In October 2016, the National Assembly of Quebec passed a new zero emission vehicle legislation that obliges any carmaker who sells in the Canadian province more than 4,500 new vehicles per year over a three-year average, to offer their customers a minimum number of plug-in hybrid and all-electric models. Under the new law, 3.5% of the total number of autos sold by carmakers in Quebec have to be zero emissions vehicles (ZEV) starting in 2018, rising to 15.5% in 2020. A tradable credit system was created for those carmakers not fulfilling their quotas to avoid financial penalties. The quotas will be determined by Quebec's Ministry of Sustainable Development.
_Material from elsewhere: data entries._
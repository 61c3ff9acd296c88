// Audit Engine
// Request-level entry points: input checks, size bounding, and composition of
// alignment, classification, metric extraction and scoring.

use super::aligner::align_tokens;
use super::comparison::{build_change_set, build_report, sentence_units, AlignOptions};
use super::l2_voice::l2_voice_report;
use super::markers::detect_markers;
use super::metrics::{
    extract_metrics, AI_PHRASE_INFILTRATION, EDITED_WORD_COUNT, ORIGINAL_WORD_COUNT,
    RETAINED_SENTENCE_PATTERNS, RETAINED_UNIQUE_WORDS,
};
use super::scoring::score;
use crate::error::{AuditError, AuditResult};
use crate::models::{
    AlignmentOp, AuditReport, AuditSummary, ChangeSet, ComparisonReport, DetailedMetrics,
    L2VoiceReport, MarkerReport, MetricSet, VoicePreservationReport,
};
use crate::services::config_store::{AppConfig, AuditConfig, OversizePolicy};
use crate::services::lexicon::Lexicon;
use crate::services::text_processor::{split_words, truncate_to_tokens};
use std::path::Path;
use std::sync::Arc;
use std::time::Instant;
use tracing::{debug, info, warn};

/// Stateless audit entry point. Cheap to share across threads behind an `Arc`.
#[derive(Debug, Clone)]
pub struct AuditEngine {
    lexicon: Arc<Lexicon>,
    config: AuditConfig,
}

impl AuditEngine {
    pub fn new(lexicon: Arc<Lexicon>, config: AuditConfig) -> Self {
        Self { lexicon, config }
    }

    pub fn with_builtin_lexicon(config: AuditConfig) -> Self {
        Self::new(Arc::new(Lexicon::builtin()), config)
    }

    /// Engine for a stored configuration, loading its lexicon file if one is set.
    pub fn from_app_config(app: &AppConfig) -> AuditResult<Self> {
        let lexicon = match app.lexicon_path.as_deref() {
            Some(path) if !path.trim().is_empty() => {
                info!(path, "lexicon.load");
                Lexicon::from_path(Path::new(path))?
            }
            _ => Lexicon::builtin(),
        };
        Ok(Self::new(Arc::new(lexicon), app.audit.clone()))
    }

    pub fn lexicon(&self) -> &Lexicon {
        &self.lexicon
    }

    pub fn config(&self) -> &AuditConfig {
        &self.config
    }

    fn align_options(&self) -> AlignOptions {
        AlignOptions {
            case_sensitive: self.config.case_sensitive,
            max_cells: self.config.max_alignment_cells,
        }
    }

    // ============ Input checks ============

    fn require<'a>(&self, label: &str, text: &'a str) -> AuditResult<&'a str> {
        if text.trim().is_empty() {
            return Err(AuditError::InvalidInput(format!("{} text is required", label)));
        }
        self.bound(label, text)
    }

    fn bound<'a>(&self, label: &str, text: &'a str) -> AuditResult<&'a str> {
        let tokens = split_words(text).len();
        if tokens <= self.config.max_tokens {
            return Ok(text);
        }
        match self.config.oversize_policy {
            OversizePolicy::Reject => Err(AuditError::InvalidInput(format!(
                "{} text has {} tokens, limit is {}",
                label, tokens, self.config.max_tokens
            ))),
            OversizePolicy::Truncate => {
                warn!(
                    document = label,
                    tokens,
                    max_tokens = self.config.max_tokens,
                    "audit.input_truncated"
                );
                Ok(truncate_to_tokens(text, self.config.max_tokens))
            }
        }
    }

    fn require_pair<'a>(&self, source: &'a str, target: &'a str) -> AuditResult<(&'a str, &'a str)> {
        Ok((self.require("original", source)?, self.require("edited", target)?))
    }

    // ============ Alignment ============

    pub fn align_sentences(&self, source: &str, target: &str) -> AuditResult<Vec<AlignmentOp>> {
        let (source, target) = self.require_pair(source, target)?;
        let opts = self.align_options();
        align_tokens(&sentence_units(source), &sentence_units(target), opts.case_sensitive, opts.max_cells)
    }

    pub fn align_words(&self, source: &str, target: &str) -> AuditResult<Vec<AlignmentOp>> {
        let (source, target) = self.require_pair(source, target)?;
        let opts = self.align_options();
        align_tokens(&split_words(source), &split_words(target), opts.case_sensitive, opts.max_cells)
    }

    pub fn changes(&self, source: &str, target: &str) -> AuditResult<ChangeSet> {
        let (source, target) = self.require_pair(source, target)?;
        build_change_set(source, target, self.align_options())
    }

    // ============ Reports ============

    /// Marker report for a single document.
    pub fn detect_markers(&self, text: &str) -> AuditResult<MarkerReport> {
        let text = self.require("input", text)?;
        let report = detect_markers(text, &self.lexicon);
        debug!(
            words = report.word_count,
            raw_density = report.raw_density,
            score = report.ai_ism_score,
            "audit.markers"
        );
        Ok(report)
    }

    pub fn compare(&self, source: &str, target: &str) -> AuditResult<ComparisonReport> {
        let (source, target) = self.require_pair(source, target)?;
        let changes = build_change_set(source, target, self.align_options())?;
        Ok(build_report(source, target, changes))
    }

    pub fn l2_voice(&self, source: &str, target: &str) -> AuditResult<L2VoiceReport> {
        let (source, target) = self.require_pair(source, target)?;
        Ok(l2_voice_report(source, target, &self.lexicon))
    }

    pub fn voice_preservation(&self, source: &str, target: &str) -> AuditResult<VoicePreservationReport> {
        let (source, target) = self.require_pair(source, target)?;
        let changes = build_change_set(source, target, self.align_options())?;
        let metrics = extract_metrics(source, target, &self.lexicon, &changes);
        voice_preservation_report(metrics)
    }

    /// Markers for both texts, L2 voice, voice preservation and comparison in one pass.
    pub fn full_audit(&self, source: &str, target: &str) -> AuditResult<AuditReport> {
        let started = Instant::now();
        let (source, target) = self.require_pair(source, target)?;
        info!(
            source_bytes = source.len(),
            target_bytes = target.len(),
            "audit.start"
        );

        let changes = build_change_set(source, target, self.align_options())?;
        info!(
            sentence_records = changes.sentences.len(),
            word_records = changes.words.len(),
            "audit.aligned"
        );

        let metrics = extract_metrics(source, target, &self.lexicon, &changes);
        let voice_preservation = voice_preservation_report(metrics)?;
        let source_markers = detect_markers(source, &self.lexicon);
        let target_markers = detect_markers(target, &self.lexicon);
        let l2_voice = l2_voice_report(source, target, &self.lexicon);
        let comparison = build_report(source, target, changes);

        let summary = AuditSummary {
            overall_score: voice_preservation.composite.overall_score,
            risk_level: voice_preservation.composite.risk_level.clone(),
            aitism_score: target_markers.ai_ism_score,
        };

        info!(
            overall_score = summary.overall_score,
            aitism_score = summary.aitism_score,
            risk = %summary.risk_level,
            elapsed_ms = started.elapsed().as_millis() as u64,
            "audit.complete"
        );

        Ok(AuditReport {
            source_markers,
            target_markers,
            l2_voice,
            voice_preservation,
            comparison,
            summary,
        })
    }
}

fn voice_preservation_report(metrics: MetricSet) -> AuditResult<VoicePreservationReport> {
    let composite = score(&metrics)?;
    let detailed_metrics = DetailedMetrics {
        original_word_count: metrics.count(ORIGINAL_WORD_COUNT).unwrap_or(0),
        edited_word_count: metrics.count(EDITED_WORD_COUNT).unwrap_or(0),
        retained_unique_words: metrics.count(RETAINED_UNIQUE_WORDS).unwrap_or(0),
        retained_sentence_patterns: metrics.count(RETAINED_SENTENCE_PATTERNS).unwrap_or(0),
        ai_phrase_infiltration: metrics.score(AI_PHRASE_INFILTRATION).unwrap_or(100.0),
    };
    Ok(VoicePreservationReport {
        composite,
        detailed_metrics,
        metrics,
    })
}

#[cfg(test)]
mod tests {
    use super::*;
    use crate::models::{ChangeKind, OpKind, RiskTier};

    fn engine() -> AuditEngine {
        AuditEngine::with_builtin_lexicon(AuditConfig::default())
    }

    #[test]
    fn test_identical_texts_full_score() {
        let text = "I grew up near the river. My grandmother told stories every night!";
        let report = engine().voice_preservation(text, text).unwrap();
        assert_eq!(report.composite.overall_score, 100.0);
        assert_eq!(report.composite.risk_tier, RiskTier::Low);
        assert_eq!(report.composite.risk_level, "LOW - Voice Authentic");
    }

    #[test]
    fn test_empty_inputs_rejected() {
        let engine = engine();
        assert!(matches!(engine.compare("", "text"), Err(AuditError::InvalidInput(_))));
        assert!(matches!(engine.compare("text", "  \n"), Err(AuditError::InvalidInput(_))));
        assert!(matches!(engine.detect_markers(""), Err(AuditError::InvalidInput(_))));
        assert!(engine.detect_markers("One text is enough.").is_ok());
    }

    #[test]
    fn test_oversize_reject_and_truncate() {
        let long = "word ".repeat(50);
        let strict = AuditEngine::with_builtin_lexicon(AuditConfig {
            max_tokens: 10,
            ..AuditConfig::default()
        });
        assert!(matches!(strict.compare(&long, "word"), Err(AuditError::InvalidInput(_))));

        let lenient = AuditEngine::with_builtin_lexicon(AuditConfig {
            max_tokens: 10,
            oversize_policy: OversizePolicy::Truncate,
            ..AuditConfig::default()
        });
        let report = lenient.compare(&long, "word").unwrap();
        assert_eq!(report.statistics.original_word_count, 10);
    }

    #[test]
    fn test_alignment_cell_budget() {
        let engine = AuditEngine::with_builtin_lexicon(AuditConfig {
            max_alignment_cells: 10,
            ..AuditConfig::default()
        });
        let result = engine.align_words("a b c d e", "v w x y z");
        assert!(matches!(result, Err(AuditError::InvalidInput(_))));
    }

    #[test]
    fn test_align_sentences_scenario() {
        let ops = engine()
            .align_sentences("The cat sat. The dog ran.", "The cat sat. The dog ran quickly.")
            .unwrap();
        let kinds: Vec<OpKind> = ops.iter().map(|op| op.kind).collect();
        assert_eq!(kinds, vec![OpKind::Equal, OpKind::Replace]);
    }

    #[test]
    fn test_full_audit_summary() {
        let source = "Honestly I don't know why we moved. My family is very very close.";
        let target = "It is important to note that the relocation was significant. Moreover, the family remains close.";
        let report = engine().full_audit(source, target).unwrap();
        assert_eq!(report.summary.overall_score, report.voice_preservation.composite.overall_score);
        assert_eq!(report.summary.aitism_score, report.target_markers.ai_ism_score);
        assert!(report.target_markers.ai_ism_score > report.source_markers.ai_ism_score);
        assert_eq!(report.voice_preservation.detailed_metrics.original_word_count, 13);
        assert!(report.comparison.sentence_changes.iter().all(|r| r.kind != ChangeKind::Unchanged));
        assert_eq!(report.l2_voice.voice_loss_analysis.lost_l1_markers, vec!["very very".to_string()]);
    }

    #[test]
    fn test_from_app_config_missing_lexicon() {
        let app = AppConfig {
            lexicon_path: Some("/no/such/lexicon.json".to_string()),
            ..AppConfig::default()
        };
        assert!(matches!(AuditEngine::from_app_config(&app), Err(AuditError::Lexicon(_))));
    }
}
Quebec became the first Canadian province to pass such legislation, joining ten U.S. states, including California, that have similar ZEV laws.

As of 1 April 2022, the provincial government offers tax rebates of $7,000 for purchases of electric vehicles, $5,000 for plug-in hybrid vehicles, and $3,500 for used electric vehicles.

As of 2022, the province is legally required to ensure that 17.5% of new vehicles sold in the province by 2025 are electric, 77.5% by 2030, and 100% by 2035.

==Charging stations==
As of 2022, there were about 3,400 public charging stations in Quebec.

As of December 2020, about 74% of electric vehicle charging in Quebec occurs in private homes.

==Manufacturing==
Quebec, along with neighboring Ontario, is a major hub for electric vehicle manufacturing in Canada.